When Melody was five years old she got a goldfish named Ollie. Melody believed that Ollie’s life was even worse than hers was. All he could do was swim around and around his little bowl with his mouth opening and closing.
When Melody was seven Ollie jumped out of his bowl. Melody screamed for her mother but she didn’t come. Melody tried to save Ollie, and she pulled the fishbowl onto the carpet, hoping the water from the bowl would keep him from dying, but it did not. Eventually Melody’s mother came upstairs, but she didn’t understand what happened—Melody’s mother thought Melody had knocked over the bowl, with Ollie in it, on purpose. Melody’s mother assumed Ollie was happy in his life in his bowl, but Melody wasn’t so sure. Looking back on this memory later, Melody still feels guilty that she was unable to save Ollie.
Ollie’s life in his small fishbowl reminds Melody of her own limited ability to interact with the world. His death further underscores what Melody can and cannot do. When Ollie jumps out of his bowl, Melody is reminded that she cannot move, even to save something she cares deeply about, and she cannot speak, even to call for help. What’s worse is that Melody’s mom believes that Melody killed the fish, which is insulting and hurtful to grieving Melody.
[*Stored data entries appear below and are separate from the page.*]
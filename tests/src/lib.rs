// Copyright (c) 2022-2023 The MobileCoin Foundation

//! Common scenarios for lockbox engines and access services.
//!
//! Generic over [AccessService][lockbox_core::api::AccessService] for reuse
//! against in-memory and HTTP services.
//!

use std::str::FromStr;

use log::LevelFilter;
use simplelog::SimpleLogger;

pub mod vectors;

mod rig;
pub use rig::Rig;

pub mod scenarios;

/// Setup logging for tests, level from the `LOG_LEVEL` environment variable
pub fn setup_logging() {
    let log_level = match std::env::var("LOG_LEVEL").map(|v| LevelFilter::from_str(&v)) {
        Ok(Ok(l)) => l,
        _ => LevelFilter::Debug,
    };

    let log_cfg = simplelog::ConfigBuilder::new()
        .add_filter_ignore_str("hyper")
        .add_filter_ignore_str("reqwest")
        .build();

    let _ = SimpleLogger::init(log_level, log_cfg);
}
On Melody’s eighth birthday, her parents gave her a golden retriever puppy. Melody named the dog Butterscotch after her favorite candy. Butterscotch is a good dog; she sleeps at Melody’s feet every night and knows that Melody loves her even if Melody can’t say it. A few months after Melody got Butterscotch she was sitting in the living room watching The Wizard of Oz and fell out of her wheelchair. Butterscotch made sure she wasn’t hurt, and scratched at the door until Melody’s mother came to check on them. Sitting watching the movie afterwards, Melody wondered what she’d ask the Wizard in The Wizard of Oz for. She decided she’d want to be able to sing and dance.
Butterscotch becomes a member of Melody’s extended caring family. She is another individual who cares about Melody, and will go out of her way to make sure that Melody is safe and happy. Watching the Wizard of Oz gives Melody an opportunity to think about how her life would be different if she could wish away some aspects of her disability. She doesn’t wish to be “normal,” but just wishes that she could better express herself through song and dance.